• _What needs to be done_
If a line in the records below contains the word "collect", copy it out.
== Recorded data ==
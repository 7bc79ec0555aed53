pub mod processor;
pub mod routes;
pub mod store;
pub mod cors;
pub mod error;
pub mod utils;
pub mod rate_limiter;
pub mod catchers;
pub mod config;
pub mod fixtures;

use rocket::{Build, Rocket, catchers, routes};
use routes::AppState;

pub fn build_rocket(state: AppState) -> Rocket<Build> {
    let cors = cors::Cors::new(state.config.cors_origin_prefix.clone());

    rocket::build()
        .attach(cors)
        .manage(state)
        .mount(
            "/api",
            routes![
                routes::featured_playlists,
                routes::get_playlist,
                routes::similar_playlists,
                routes::cast_vote,
                routes::post_comment,
                routes::premium_plans,
                routes::all_options
            ],
        )
        .register(
            "/",
            catchers![
                catchers::bad_request,
                catchers::forbidden,
                catchers::not_found,
                catchers::unprocessable,
                catchers::too_many_requests,
                catchers::internal_error
            ],
        )
}

#[cfg(test)]
mod tests;
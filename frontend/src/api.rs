use gloo_net::http::{Request, Response};
use serde::{de::DeserializeOwned, Serialize};
use shared::{Error, ErrorResponse, Result, CLIENT_ID_HEADER};
use shared::models::*;
use shared::vote_logic::VoteAction;
use uuid::Uuid;
use crate::config::CONFIG;
use crate::storage::client_id;

fn url(path: &str) -> String {
    format!("{}{}", CONFIG.api_base_url, path)
}

async fn read<T: DeserializeOwned>(response: Response) -> Result<T> {
    if response.ok() {
        response.json::<T>().await
            .map_err(|e| Error::network(format!("Failed to parse response: {}", e)))
    } else {
        let body = response.json::<ErrorResponse>().await.ok();
        Err(Error::from_response(response.status(), body))
    }
}

async fn get<T: DeserializeOwned>(path: &str) -> Result<T> {
    let response = Request::get(&url(path))
        .header(CLIENT_ID_HEADER, &client_id())
        .send()
        .await
        .map_err(|e| Error::network(e.to_string()))?;
    read(response).await
}

async fn post<B: Serialize, T: DeserializeOwned>(path: &str, body: &B) -> Result<T> {
    let response = Request::post(&url(path))
        .header(CLIENT_ID_HEADER, &client_id())
        .json(body)
        .map_err(|e| Error::network(e.to_string()))?
        .send()
        .await
        .map_err(|e| Error::network(e.to_string()))?;
    read(response).await
}

pub async fn featured_playlists() -> Result<Vec<PlaylistSummary>> {
    get("/playlists/featured").await
}

pub async fn playlist(id: Uuid) -> Result<PlaylistDetail> {
    get(&format!("/playlists/{}", id)).await
}

pub async fn similar_playlists(id: Uuid) -> Result<Vec<PlaylistSummary>> {
    get(&format!("/playlists/{}/similar", id)).await
}

pub async fn vote(id: Uuid, action: VoteAction) -> Result<VoteResponse> {
    post(&format!("/playlists/{}/vote", id), &VoteRequest { action }).await
}

pub async fn post_comment(id: Uuid, request: &CreateCommentRequest) -> Result<Comment> {
    post(&format!("/playlists/{}/comments", id), request).await
}

pub async fn premium_plans() -> Result<Vec<PremiumPlan>> {
    get("/plans").await
}
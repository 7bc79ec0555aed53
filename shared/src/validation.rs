use crate::models::CreateCommentRequest;

pub const MAX_COMMENT_LENGTH: usize = 500;
pub const MAX_AUTHOR_LENGTH: usize = 40;
pub const ANONYMOUS_AUTHOR: &str = "Anonymous";

#[derive(Debug, Clone, PartialEq, Eq, thiserror::Error)]
pub enum ValidationError {
    #[error("Comment cannot be empty")]
    EmptyComment,
    #[error("Comment exceeds maximum length of {MAX_COMMENT_LENGTH}")]
    CommentTooLong,
    #[error("Name exceeds maximum length of {MAX_AUTHOR_LENGTH}")]
    AuthorTooLong,
}

/// A comment request after trimming and defaulting.
#[derive(Debug, Clone, PartialEq, Eq)]
pub struct ValidComment {
    pub author: String,
    pub body: String,
}

pub fn validate_comment_request(request: &CreateCommentRequest) -> Result<ValidComment, ValidationError> {
    let body = request.body.trim();
    if body.is_empty() { return Err(ValidationError::EmptyComment); }
    if body.chars().count() > MAX_COMMENT_LENGTH { return Err(ValidationError::CommentTooLong); }

    let author = request.author.as_deref().map(str::trim).unwrap_or_default();
    if author.chars().count() > MAX_AUTHOR_LENGTH { return Err(ValidationError::AuthorTooLong); }

    Ok(ValidComment {
        author: if author.is_empty() { ANONYMOUS_AUTHOR.to_string() } else { author.to_string() },
        body: body.to_string(),
    })
}
pub struct Config {
    pub api_base_url: &'static str,
    pub client_id_key: &'static str,
    pub popup_history_key: &'static str,
}

impl Config {
    pub const fn new() -> Self {
        Self {
            api_base_url: "/api",
            client_id_key: "playlist-discovery.client-id",
            popup_history_key: "playlist-discovery.popups",
        }
    }
}

pub const CONFIG: Config = Config::new();
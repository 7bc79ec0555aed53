use yew::prelude::*;
use shared::models::PremiumPlan;
use crate::{api, styles::*};

fn render_plan(plan: &PremiumPlan) -> Html {
    let card = if plan.highlighted {
        combine_classes(CARD_SECTION, "ring-2 ring-yellow-400 scale-105")
    } else {
        CARD_SECTION.to_string()
    };

    html! {
        <div class={combine_classes(&card, "flex flex-col p-6")}>
            {if plan.highlighted {
                html! { <span class={combine_classes(BADGE_PREMIUM, "self-start mb-2")}>{"MOST POPULAR"}</span> }
            } else { html! {} }}
            <h2 class={HEADING_SM}>{&plan.name}</h2>
            <p class="text-3xl font-extrabold text-white mb-4">{plan.monthly_price_label()}</p>
            <ul class="list-disc pl-6 space-y-2 text-gray-300 mb-6">
                {for plan.features.iter().map(|f| html! { <li>{f}</li> })}
            </ul>
            <button type="button" class={combine_classes(&button_primary(), "mt-auto")}>
                {if plan.monthly_price_cents == 0 { "Current plan" } else { "Choose plan" }}
            </button>
        </div>
    }
}

#[function_component]
pub fn Premium() -> Html {
    let plans = use_state(|| None::<Vec<PremiumPlan>>);
    let error = use_state(|| None::<String>);

    {
        let plans = plans.clone();
        let error = error.clone();
        use_effect_with_deps(move |_| {
            wasm_bindgen_futures::spawn_local(async move {
                match api::premium_plans().await {
                    Ok(list) => plans.set(Some(list)),
                    Err(e) => error.set(Some(e.message)),
                }
            });
            || ()
        }, ());
    }

    html! {
        <div class={CONTAINER}>
            <h1 class={combine_classes(HEADING_LG, "text-white")}>{"Go Premium"}</h1>
            <p class="text-center text-gray-300 mb-10">
                {"Curator-exclusive playlists, no ads, and your music offline."}
            </p>

            {if let Some(error) = &*error {
                html! { <div class={alert_style("error")}>{error}</div> }
            } else { html! {} }}

            {match &*plans {
                Some(list) => html! {
                    <div class="grid gap-6 md:grid-cols-3">
                        {for list.iter().map(render_plan)}
                    </div>
                },
                None if error.is_none() => html! {
                    <div class="flex justify-center p-8">
                        <div class={combine_classes("animate-pulse", TEXT_MUTED)}>{"Loading plans..."}</div>
                    </div>
                },
                None => html! {},
            }}
        </div>
    }
}
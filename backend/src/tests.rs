#[cfg(test)]
mod tests {
    use rocket::http::{ContentType, Header, Status};
    use rocket::local::blocking::{Client, LocalResponse};
    use serde_json::json;
    use uuid::Uuid;
    use shared::error::ErrorResponse;
    use shared::models::*;
    use shared::vote_logic::VoteState;
    use crate::{
        build_rocket,
        config::ServerConfig,
        fixtures::{seed_playlists, seeded_store},
        processor::{CommentError, PlaylistProcessor},
        routes::AppState,
    };

    const LATE_NIGHT: &str = "3f1c2a9e-6b1d-4c55-9a0e-1d2f3a4b5c01";
    const DEEP_FOCUS: &str = "3f1c2a9e-6b1d-4c55-9a0e-1d2f3a4b5c03";

    fn client_with(config: ServerConfig) -> Client {
        let state = AppState::new(seeded_store().unwrap(), config);
        Client::tracked(build_rocket(state)).expect("valid rocket instance")
    }

    fn client() -> Client {
        client_with(ServerConfig::default())
    }

    fn vote<'c>(client: &'c Client, id: &str, voter: &str, action: &str) -> LocalResponse<'c> {
        vote_from(client, "198.51.100.1", id, voter, action)
    }

    fn vote_from<'c>(client: &'c Client, ip: &str, id: &str, voter: &str, action: &str) -> LocalResponse<'c> {
        client.post(format!("/api/playlists/{}/vote", id))
            .header(ContentType::JSON)
            .header(Header::new("X-Real-IP", ip.to_string()))
            .header(Header::new("X-Client-Id", voter.to_string()))
            .body(json!({ "action": action }).to_string())
            .dispatch()
    }

    fn comment<'c>(client: &'c Client, id: &str, voter: &str, body: serde_json::Value) -> LocalResponse<'c> {
        client.post(format!("/api/playlists/{}/comments", id))
            .header(ContentType::JSON)
            .header(Header::new("X-Client-Id", voter.to_string()))
            .body(body.to_string())
            .dispatch()
    }

    fn detail(client: &Client, id: &str, voter: &str) -> PlaylistDetail {
        let response = client.get(format!("/api/playlists/{}", id))
            .header(Header::new("X-Client-Id", voter.to_string()))
            .dispatch();
        assert_eq!(response.status(), Status::Ok);
        response.into_json().unwrap()
    }

    #[test]
    fn test_featured_sorted_and_limited() {
        let client = client();
        let response = client.get("/api/playlists/featured").dispatch();
        assert_eq!(response.status(), Status::Ok);

        let featured: Vec<PlaylistSummary> = response.into_json().unwrap();
        let titles: Vec<_> = featured.iter().map(|p| p.title.as_str()).collect();
        assert_eq!(titles, [
            "Deep Focus Electronica",
            "Peak Hour Workout",
            "Late Night Lo-Fi",
            "Acoustic Rainy Day",
            "Sunday Morning Jazz",
            "Classical for Concentration",
        ]);
        assert_eq!(featured[2].track_count, 4);
        assert_eq!(featured[2].total_duration_seconds, 154 + 187 + 142 + 173);

        let client = client_with(ServerConfig { featured_limit: 2, ..ServerConfig::default() });
        let featured: Vec<PlaylistSummary> = client.get("/api/playlists/featured").dispatch().into_json().unwrap();
        assert_eq!(featured.len(), 2);
    }

    #[test]
    fn test_playlist_detail_errors() {
        let client = client();

        let response = client.get(format!("/api/playlists/{}", Uuid::new_v4())).dispatch();
        assert_eq!(response.status(), Status::NotFound);
        let body: ErrorResponse = response.into_json().unwrap();
        assert_eq!(body.error, "Playlist not found");

        let response = client.get("/api/playlists/not-a-uuid").dispatch();
        assert_eq!(response.status(), Status::BadRequest);

        let response = client.get("/api/playlists/not-a-uuid/similar").dispatch();
        assert_eq!(response.status(), Status::BadRequest);
    }

    #[test]
    fn test_vote_toggle_round_trip() {
        let client = client();
        assert_eq!(detail(&client, LATE_NIGHT, "alice").user_vote, VoteState::None);

        let response = vote(&client, LATE_NIGHT, "alice", "up");
        assert_eq!(response.status(), Status::Ok);
        let voted: VoteResponse = response.into_json().unwrap();
        assert_eq!((voted.score, voted.user_vote), (129, VoteState::Up));

        let after = detail(&client, LATE_NIGHT, "alice");
        assert_eq!(after.user_vote, VoteState::Up);
        assert_eq!(after.playlist.score, 129);

        let voted: VoteResponse = vote(&client, LATE_NIGHT, "alice", "up").into_json().unwrap();
        assert_eq!((voted.score, voted.user_vote), (128, VoteState::None));
    }

    #[test]
    fn test_voters_are_independent() {
        let client = client();

        let a: VoteResponse = vote(&client, LATE_NIGHT, "alice", "up").into_json().unwrap();
        let b: VoteResponse = vote(&client, LATE_NIGHT, "bob", "up").into_json().unwrap();
        assert_eq!(a.score, 129);
        assert_eq!(b.score, 130);

        let flipped: VoteResponse = vote(&client, LATE_NIGHT, "alice", "down").into_json().unwrap();
        assert_eq!((flipped.score, flipped.user_vote), (128, VoteState::Down));

        assert_eq!(detail(&client, LATE_NIGHT, "bob").user_vote, VoteState::Up);
        assert_eq!(detail(&client, LATE_NIGHT, "carol").user_vote, VoteState::None);
    }

    #[test]
    fn test_vote_rejects_bad_requests() {
        let client = client();

        let response = vote(&client, LATE_NIGHT, "alice", "none");
        assert_eq!(response.status(), Status::UnprocessableEntity);

        let response = vote(&client, &Uuid::new_v4().to_string(), "alice", "up");
        assert_eq!(response.status(), Status::NotFound);
    }

    #[test]
    fn test_vote_rate_limit() {
        let client = client_with(ServerConfig { votes_per_minute: 2, ..ServerConfig::default() });

        assert_eq!(vote(&client, LATE_NIGHT, "alice", "up").status(), Status::Ok);
        assert_eq!(vote(&client, LATE_NIGHT, "alice", "up").status(), Status::Ok);

        let response = vote(&client, LATE_NIGHT, "alice", "up");
        assert_eq!(response.status(), Status::TooManyRequests);
        let body: ErrorResponse = response.into_json().unwrap();
        assert!(body.error.starts_with("Rate limit exceeded"));

        assert_eq!(vote_from(&client, "203.0.113.7", LATE_NIGHT, "bob", "up").status(), Status::Ok);
        assert_eq!(detail(&client, LATE_NIGHT, "alice").playlist.score, 129);
    }

    #[test]
    fn test_vote_rate_limit_ignores_client_id() {
        let client = client_with(ServerConfig { votes_per_minute: 2, ..ServerConfig::default() });

        let statuses: Vec<_> = (0..5)
            .map(|i| vote(&client, LATE_NIGHT, &format!("client-{}", i), "up").status())
            .collect();
        assert_eq!(statuses, [
            Status::Ok,
            Status::Ok,
            Status::TooManyRequests,
            Status::TooManyRequests,
            Status::TooManyRequests,
        ]);
        assert_eq!(detail(&client, LATE_NIGHT, "client-0").playlist.score, 130);
    }

    #[test]
    fn test_unknown_playlist_does_not_use_vote_allowance() {
        let client = client_with(ServerConfig { votes_per_minute: 1, ..ServerConfig::default() });

        let missing = Uuid::new_v4().to_string();
        for _ in 0..3 {
            assert_eq!(vote(&client, &missing, "alice", "up").status(), Status::NotFound);
        }
        assert_eq!(vote(&client, LATE_NIGHT, "alice", "up").status(), Status::Ok);
    }

    #[test]
    fn test_similar_playlists() {
        let client = client();

        let similar: Vec<PlaylistSummary> = client.get(format!("/api/playlists/{}/similar", LATE_NIGHT))
            .dispatch()
            .into_json()
            .unwrap();
        let titles: Vec<_> = similar.iter().map(|p| p.title.as_str()).collect();
        assert_eq!(titles, [
            "Deep Focus Electronica",
            "Acoustic Rainy Day",
            "Sunday Morning Jazz",
            "Classical for Concentration",
        ]);

        let similar: Vec<PlaylistSummary> = client.get(format!("/api/playlists/{}/similar", DEEP_FOCUS))
            .dispatch()
            .into_json()
            .unwrap();
        assert_eq!(similar[0].title, "Classical for Concentration");
        assert!(similar.iter().all(|p| p.id.to_string() != DEEP_FOCUS));

        let response = client.get(format!("/api/playlists/{}/similar", Uuid::new_v4())).dispatch();
        assert_eq!(response.status(), Status::NotFound);
    }

    #[test]
    fn test_comments_newest_first() {
        let client = client();

        let first = comment(&client, LATE_NIGHT, "alice", json!({ "author": "Alice", "body": "Perfect for coding" }));
        assert_eq!(first.status(), Status::Ok);
        let first: Comment = first.into_json().unwrap();
        assert_eq!(first.author, "Alice");

        let second: Comment = comment(&client, LATE_NIGHT, "bob", json!({ "body": "  more please  " }))
            .into_json()
            .unwrap();
        assert_eq!(second.author, "Anonymous");
        assert_eq!(second.body, "more please");

        let detail = detail(&client, LATE_NIGHT, "carol");
        let ids: Vec<_> = detail.comments.iter().map(|c| c.id).collect();
        assert_eq!(ids, [second.id, first.id]);

        let featured: Vec<PlaylistSummary> = client.get("/api/playlists/featured").dispatch().into_json().unwrap();
        let late_night = featured.iter().find(|p| p.id.to_string() == LATE_NIGHT).unwrap();
        assert_eq!(late_night.comment_count, 2);
    }

    #[test]
    fn test_comment_validation_errors() {
        let client = client();

        let response = comment(&client, LATE_NIGHT, "alice", json!({ "body": "   " }));
        assert_eq!(response.status(), Status::BadRequest);
        let body: ErrorResponse = response.into_json().unwrap();
        assert_eq!(body.error, "Comment cannot be empty");

        let response = comment(&client, LATE_NIGHT, "bob", json!({ "author": "Bob" }));
        assert_eq!(response.status(), Status::UnprocessableEntity);

        let response = comment(&client, &Uuid::new_v4().to_string(), "carol", json!({ "body": "hello" }));
        assert_eq!(response.status(), Status::NotFound);
    }

    #[test]
    fn test_comment_rate_limit_is_per_playlist() {
        let client = client_with(ServerConfig { comments_per_minute: 1, ..ServerConfig::default() });

        assert_eq!(comment(&client, LATE_NIGHT, "alice", json!({ "body": "one" })).status(), Status::Ok);
        assert_eq!(comment(&client, LATE_NIGHT, "alice", json!({ "body": "two" })).status(), Status::TooManyRequests);
        assert_eq!(comment(&client, LATE_NIGHT, "bob", json!({ "body": "two" })).status(), Status::TooManyRequests);
        assert_eq!(comment(&client, DEEP_FOCUS, "alice", json!({ "body": "three" })).status(), Status::Ok);
    }

    #[test]
    fn test_plans_and_preflight() {
        let client = client();

        let plans: Vec<PremiumPlan> = client.get("/api/plans").dispatch().into_json().unwrap();
        assert_eq!(plans.len(), 3);
        assert_eq!(plans.iter().filter(|p| p.highlighted).count(), 1);

        let response = client.options("/api/playlists/featured")
            .header(Header::new("Origin", "http://localhost:8080"))
            .dispatch();
        assert_eq!(response.status(), Status::Ok);
        assert_eq!(response.headers().get_one("Access-Control-Allow-Origin"), Some("http://localhost:8080"));

        let response = client.get("/api/plans")
            .header(Header::new("Origin", "https://elsewhere.example"))
            .dispatch();
        assert_eq!(response.headers().get_one("Access-Control-Allow-Origin"), None);
    }

    #[test]
    fn test_config_from_lookup() {
        let config = ServerConfig::from_lookup(|key| match key {
            "FEATURED_LIMIT" => Some("3".into()),
            "SIMILAR_LIMIT" => Some("lots".into()),
            "CORS_ORIGIN_PREFIX" => Some("https://playlists.example".into()),
            _ => None,
        });
        assert_eq!(config.featured_limit, 3);
        assert_eq!(config.similar_limit, ServerConfig::default().similar_limit);
        assert_eq!(config.cors_origin_prefix, "https://playlists.example");
        assert_eq!(config.votes_per_minute, ServerConfig::default().votes_per_minute);
    }

    #[test]
    fn test_rank_similar_excludes_unrelated() {
        let playlists = seed_playlists().unwrap();
        let punk = playlists.iter().find(|p| p.title == "Basement Punk").unwrap();

        let ranked = PlaylistProcessor::rank_similar(punk, playlists.iter(), 10);
        let titles: Vec<_> = ranked.iter().map(|p| p.title.as_str()).collect();
        assert_eq!(titles, ["Indie Road Trip"]);

        assert!(PlaylistProcessor::rank_similar(punk, playlists.iter(), 0).is_empty());
    }

    #[test]
    fn test_build_comment_rejects_profanity() {
        let id = Uuid::new_v4();
        let request = CreateCommentRequest { author: None, body: "fuck you".into() };
        assert_eq!(PlaylistProcessor::build_comment(id, &request), Err(CommentError::Inappropriate("comment")));

        let request = CreateCommentRequest { author: Some("Ivy".into()), body: "Lovely picks".into() };
        let built = PlaylistProcessor::build_comment(id, &request).unwrap();
        assert_eq!(built.playlist_id, id);
        assert_eq!(built.author, "Ivy");
    }
}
===
• _Answer space_
        let titles: Vec<_> = featured.iter().map(|p| p.title.as_str()).collect();
            .collect();
        let titles: Vec<_> = similar.iter().map(|p| p.title.as_str()).collect();
        let ids: Vec<_> = detail.comments.iter().map(|c| c.id).collect();
        let titles: Vec<_> = ranked.iter().map(|p| p.title.as_str()).collect();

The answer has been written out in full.